I am a mother of three children. Grandmother of six grandchildren. The most tender in the world are children’s cheeks and hands. I fell in love with them with my children.
I’ve been around the world, worked as an entrepreneur, seen wealth and poverty, but only in 2017 did I notice and start looking at African children’s hands.
This in the photo is Revocat’s hand in mine. I’m holding her for the first time.
I remember the sadness that filled me then. A tingle down the spine and a thought, “Why does an 8-year-old boy have the hands of an old man? Why does an 8-year-old boy have hands that seem to have worked for 80 years?”

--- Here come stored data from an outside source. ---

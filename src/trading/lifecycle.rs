use chrono::{DateTime, Utc};
use serde::{Deserialize, Serialize};
use tracing::{debug, info};

use crate::config::{InstrumentSpec, LifecycleSettings};
use crate::core::stops::StopPlanner;
use crate::core::structure::StructureSnapshot;
use crate::exchange::PositionHandle;
use crate::models::{CloseReason, Direction, LifecycleState, Regime};
use crate::trading::risk::clamp_to_broker;
use crate::trading::trade_record::TradeOutcome;

#[derive(Debug, Clone, Serialize, Deserialize)]
pub struct Position {
    pub id: u64,
    pub instrument: String,
    pub handle: PositionHandle,
    pub direction: Direction,
    pub entry: f64,
    pub initial_stop: f64,
    pub stop: f64,
    pub targets: Vec<f64>,
    pub size: f64,
    pub remaining_size: f64,
    pub state: LifecycleState,
    pub partial_realized: bool,
    pub profit_locked: bool,
    pub pattern: String,
    pub regime: Regime,
    pub opened_at: DateTime<Utc>,
    /// Most favourable price seen since entry
    pub best_price: f64,
    #[serde(default)]
    pub realized_pnl: f64,
}

impl Position {
    pub fn is_open(&self) -> bool {
        self.state != LifecycleState::Closed
    }

    pub fn initial_risk(&self) -> f64 {
        (self.entry - self.initial_stop).abs()
    }

    /// Favourable move from entry in units of initial risk.
    pub fn r_multiple(&self, price: f64) -> f64 {
        let risk = self.initial_risk();
        if risk > 0.0 {
            (price - self.entry) * self.direction.sign() / risk
        } else {
            0.0
        }
    }

    pub fn unrealized_pnl(&self, price: f64, spec: &InstrumentSpec) -> f64 {
        money(self.direction, self.entry, price, self.remaining_size, spec)
    }

    /// Track the best price. Returns true if it moved.
    pub fn observe(&mut self, price: f64) -> bool {
        if (price - self.best_price) * self.direction.sign() > 0.0 {
            self.best_price = price;
            true
        } else {
            false
        }
    }

    pub fn target_reached(&self, price: f64) -> bool {
        self.targets
            .first()
            .map(|t| (price - t) * self.direction.sign() >= 0.0)
            .unwrap_or(false)
    }

    /// Move the stop. Only profit-protecting moves are accepted.
    pub fn move_stop(&mut self, stop: f64) -> bool {
        if is_protective_move(self.direction, self.stop, stop) {
            self.stop = stop;
            true
        } else {
            false
        }
    }

    pub fn realize_partial(&mut self, size: f64, price: f64, spec: &InstrumentSpec) -> f64 {
        let size = size.min(self.remaining_size);
        let pnl = money(self.direction, self.entry, price, size, spec);
        self.remaining_size = round8(self.remaining_size - size);
        self.realized_pnl += pnl;
        self.partial_realized = true;
        pnl
    }

    /// Close what remains and build the outcome handed to adaptation and risk.
    pub fn close(
        &mut self,
        price: f64,
        reason: CloseReason,
        at: DateTime<Utc>,
        spec: &InstrumentSpec,
    ) -> TradeOutcome {
        let pnl = money(self.direction, self.entry, price, self.remaining_size, spec);
        self.realized_pnl += pnl;
        self.remaining_size = 0.0;
        self.state = LifecycleState::Closed;

        let risk_money = money(
            self.direction,
            self.initial_stop,
            self.entry,
            self.size,
            spec,
        );
        let r_multiple = if risk_money > 0.0 {
            self.realized_pnl / risk_money
        } else {
            0.0
        };

        TradeOutcome {
            position_id: self.id,
            instrument: self.instrument.clone(),
            pattern: self.pattern.clone(),
            regime: self.regime,
            direction: self.direction,
            entry: self.entry,
            exit: price,
            pnl: self.realized_pnl,
            r_multiple,
            reason,
            opened_at: Some(self.opened_at),
            closed_at: at,
        }
    }
}

/// Money value of a move from `from` to `to` for `size` lots.
pub fn money(direction: Direction, from: f64, to: f64, size: f64, spec: &InstrumentSpec) -> f64 {
    let ticks = (to - from) * direction.sign() / spec.tick_size.max(f64::EPSILON);
    ticks * spec.tick_value * size
}

/// A stop move that reduces risk: up for longs, down for shorts.
pub fn is_protective_move(direction: Direction, current: f64, proposed: f64) -> bool {
    proposed.is_finite() && (proposed - current) * direction.sign() > 0.0
}

/// One step the lifecycle wants taken. Gateway-backed actions are applied to
/// the position only after the gateway confirms them.
#[derive(Debug, Clone, PartialEq)]
pub enum LifecycleAction {
    CloseAll { reason: CloseReason },
    ClosePartial { size: f64 },
    /// Split below lot minimum; the partial is marked done without an order
    SkipPartial,
    ModifyStop {
        stop: f64,
        state: LifecycleState,
        lock: bool,
    },
    /// State advance with no better stop to send
    Advance { state: LifecycleState },
}

pub struct LifecycleManager {
    settings: LifecycleSettings,
}

impl LifecycleManager {
    pub fn new(settings: &LifecycleSettings) -> Self {
        Self {
            settings: settings.clone(),
        }
    }

    /// Work out what to do with a position at `price`. Pure: nothing is
    /// changed until [`LifecycleManager::commit`].
    pub fn plan(
        &self,
        pos: &Position,
        price: f64,
        snapshot: &StructureSnapshot,
        planner: &StopPlanner,
        spec: &InstrumentSpec,
    ) -> Vec<LifecycleAction> {
        if !pos.is_open() {
            return Vec::new();
        }
        if snapshot.break_against(pos.direction) {
            return vec![LifecycleAction::CloseAll {
                reason: CloseReason::StructureBreak,
            }];
        }

        let s = &self.settings;
        let sign = pos.direction.sign();
        let mut actions = Vec::new();

        if !pos.partial_realized && pos.target_reached(price) {
            let wanted = clamp_partial(pos.remaining_size * s.partial_fraction, spec);
            let left = pos.remaining_size - wanted;
            if wanted >= spec.lot_min && left >= spec.lot_min - 1e-9 {
                actions.push(LifecycleAction::ClosePartial { size: wanted });
            } else {
                actions.push(LifecycleAction::SkipPartial);
            }
        }

        let best = if (price - pos.best_price) * sign > 0.0 {
            price
        } else {
            pos.best_price
        };
        let r = pos.r_multiple(price);
        let better = |a: Option<f64>, b: f64| match a {
            Some(a) if (a - b) * sign >= 0.0 => Some(a),
            _ => Some(b),
        };

        let mut candidate: Option<f64> = None;
        let mut state = pos.state;
        let mut lock = false;

        if pos.state == LifecycleState::Open && r >= s.breakeven_trigger_r {
            let level = pos.entry + sign * s.breakeven_buffer_ticks * spec.tick_size;
            candidate = better(candidate, level);
            state = LifecycleState::BreakevenArmed;
        }

        if r >= s.trail_trigger_r {
            let from = candidate.unwrap_or(pos.stop);
            let from = if (pos.stop - from) * sign > 0.0 { pos.stop } else { from };
            let level =
                planner.trailing_level(pos.direction, from, price, snapshot, s.trail_lookback);
            if let Some(level) = level {
                candidate = better(candidate, level);
            }
            state = LifecycleState::Trailing;
        }

        if !pos.profit_locked {
            let by_r = pos.r_multiple(best) >= s.lock_trigger_r;
            let by_money = s
                .lock_trigger_money
                .map(|m| pos.unrealized_pnl(price, spec) >= m)
                .unwrap_or(false);
            if by_r || by_money {
                let excursion = (best - pos.entry) * sign;
                let level = pos.entry + sign * s.lock_fraction * excursion;
                candidate = better(candidate, level);
                lock = true;
            }
        }

        match candidate {
            Some(stop) if is_protective_move(pos.direction, pos.stop, stop) => {
                actions.push(LifecycleAction::ModifyStop { stop, state, lock });
            }
            _ if state != pos.state => actions.push(LifecycleAction::Advance { state }),
            _ => {}
        }

        actions
    }

    /// Apply an action the gateway has accepted. Returns the outcome when
    /// the position closed.
    pub fn commit(
        &self,
        pos: &mut Position,
        action: &LifecycleAction,
        price: f64,
        at: DateTime<Utc>,
        spec: &InstrumentSpec,
    ) -> Option<TradeOutcome> {
        match action {
            LifecycleAction::CloseAll { reason } => {
                let outcome = pos.close(price, *reason, at, spec);
                info!(
                    "Position #{} {} {} closed ({}) @ {:.5}: pnl {:.2} ({:+.2}R)",
                    pos.id, pos.instrument, pos.direction, reason, price, outcome.pnl, outcome.r_multiple
                );
                Some(outcome)
            }
            LifecycleAction::ClosePartial { size } => {
                let pnl = pos.realize_partial(*size, price, spec);
                info!(
                    "Position #{} partial {:.2} lots @ {:.5}: pnl {:.2}, {:.2} remaining",
                    pos.id, size, price, pnl, pos.remaining_size
                );
                None
            }
            LifecycleAction::SkipPartial => {
                pos.partial_realized = true;
                debug!("Position #{} partial skipped: size cannot be split", pos.id);
                None
            }
            LifecycleAction::ModifyStop { stop, state, lock } => {
                let old = pos.stop;
                if pos.move_stop(*stop) {
                    pos.state = *state;
                    if *lock {
                        pos.profit_locked = true;
                    }
                    info!(
                        "Position #{} stop {:.5} -> {:.5} [{}]",
                        pos.id, old, stop, pos.state
                    );
                }
                None
            }
            LifecycleAction::Advance { state } => {
                pos.state = *state;
                None
            }
        }
    }
}

fn clamp_partial(size: f64, spec: &InstrumentSpec) -> f64 {
    if size < spec.lot_min {
        return 0.0;
    }
    clamp_to_broker(size, spec.lot_min, spec.lot_max, spec.lot_step)
}

fn round8(x: f64) -> f64 {
    (x * 1e8).round() / 1e8
}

Yes… I already wrote about how at that moment I was ready to lose my head, pride, everything… if only he didn’t have such handles. At only 8 years old, arms cracked from pulling bushes, tired from carrying water canisters, worn out from working in the fields.
I watched documentaries about Africa. I looked at the “fake beautiful things” that show how these kids dance and jump. Yes… they dance when someone pays them. Then they do their best for only 1 dollar.
I looked at beautiful African girls made up and filmed in some studio in Chicago or New York.
And it’s all a lie. A blatant lie to appease themselves and others. That not everything is “black” in Africa.
And it’s black, it couldn’t be blacker.
Their eyes and teeth are photographed. It is true that these children have beautiful teeth, but they also have the saddest eyes in the world.
Take a closer look at the photos. No one ever mentions those hands. I will.
No photoshop, no makeup. It is, as it is. Their hands are the saddest and most tired in the world.
When they tell me that there are hungry children in Croatia too, I skip the answer. Or I just say “aha”.
What should I say? That every other African child is hungry, but really hungry. That they eat two to three times a week, that death from hunger kills them more than Covid, that it lasts for decades. And that they don’t even have a container – to get something out of it. That they have neither electricity nor water.
I woke up this morning with sad thoughts.
We are going to Kondo, even poorer than this place where we are now. In advance, sadness comes to me, it overtakes me. Because of children’s hands.
So I think, why does this world talk about anything and everything, but not about those little hands? There are them everywhere, white, black, yellow, hands that work to the point of exhaustion just to survive.
Are we embarrassed to talk about it? To hide all that we destroyed? To sweep under the carpet what we all failed at?
I have no other explanation. I have not.